> What is required: The answer must be every line below that holds the word "depth".

***

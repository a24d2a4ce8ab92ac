//! Command-line interface definitions using clap.

use crate::visualization::GraphFormat;
use clap::Parser;
use std::path::PathBuf;

const ENVIRONMENT_HELP: &str = "\
Environment:
  JIRA_URL       Base URL of the Jira instance
  JIRA_USERNAME  Jira user name
  JIRA_PASSWORD  Jira password or API token
  RUST_LOG       Log filter, overrides -q/-v (logs go to stderr)

Exit codes: 0 success, 1 error, 2 invalid arguments or configuration,
5 credentials rejected, 10 Jira or network failure";

/// Jira dependency report
///
/// Runs a JQL query, follows issue links a bounded number of times and prints
/// the resulting dependency graph.
#[derive(Parser, Debug)]
#[command(name = "jira-report", version)]
#[command(about = "Follow Jira issue links into a dependency graph", long_about = None)]
#[command(after_help = ENVIRONMENT_HELP)]
pub struct Cli {
    /// JQL query selecting the starting issues
    pub query: String,

    /// Comma-separated key substrings to exclude (e.g. "ECO-37008,ECO-37009")
    pub blacklist: Option<String>,

    /// Print the planning summary after the graph
    #[arg(short, long)]
    pub plan: bool,

    /// Number of searches, including the initial query (default: 3)
    #[arg(short, long)]
    pub depth: Option<u32>,

    /// Output format: dot, mermaid or json
    #[arg(short, long, default_value = "dot")]
    pub format: GraphFormat,

    /// Copy the rendered graph to the system clipboard
    #[arg(short, long)]
    pub copy: bool,

    /// Config file to use instead of ./jira-report.toml
    #[arg(long, value_name = "PATH")]
    pub config: Option<PathBuf>,

    /// Only log errors
    #[arg(short, long, conflicts_with = "verbose")]
    pub quiet: bool,

    /// Log debug details of every search
    #[arg(short, long)]
    pub verbose: bool,
}

#[cfg(test)]
mod tests {
    use super::*;
    use clap::CommandFactory;

    #[test]
    fn test_cli_definition_is_valid() {
        Cli::command().debug_assert();
    }

    #[test]
    fn test_positional_arguments() {
        let cli = Cli::try_parse_from(["jira-report", "project = ECO", "ECO-1,ECO-2"]).unwrap();
        assert_eq!(cli.query, "project = ECO");
        assert_eq!(cli.blacklist.as_deref(), Some("ECO-1,ECO-2"));
        assert!(!cli.plan);
        assert_eq!(cli.format, GraphFormat::Dot);
        assert_eq!(cli.depth, None);
    }

    #[test]
    fn test_flags() {
        let cli = Cli::try_parse_from([
            "jira-report",
            "-p",
            "-d",
            "2",
            "-f",
            "mermaid",
            "--config",
            "report.toml",
            "key = ECO-1",
        ])
        .unwrap();
        assert!(cli.plan);
        assert_eq!(cli.depth, Some(2));
        assert_eq!(cli.format, GraphFormat::Mermaid);
        assert_eq!(cli.config, Some(PathBuf::from("report.toml")));
    }

    #[test]
    fn test_query_is_required() {
        let err = Cli::try_parse_from(["jira-report"]).unwrap_err();
        assert_eq!(err.kind(), clap::error::ErrorKind::MissingRequiredArgument);
    }

    #[test]
    fn test_unknown_format_rejected() {
        assert!(Cli::try_parse_from(["jira-report", "-f", "svg", "q"]).is_err());
    }

    #[test]
    fn test_quiet_and_verbose_conflict() {
        assert!(Cli::try_parse_from(["jira-report", "-q", "-v", "q"]).is_err());
    }
}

***

> Solution:
    pub depth: Option<u32>,
        assert_eq!(cli.depth, None);
        assert_eq!(cli.depth, Some(2));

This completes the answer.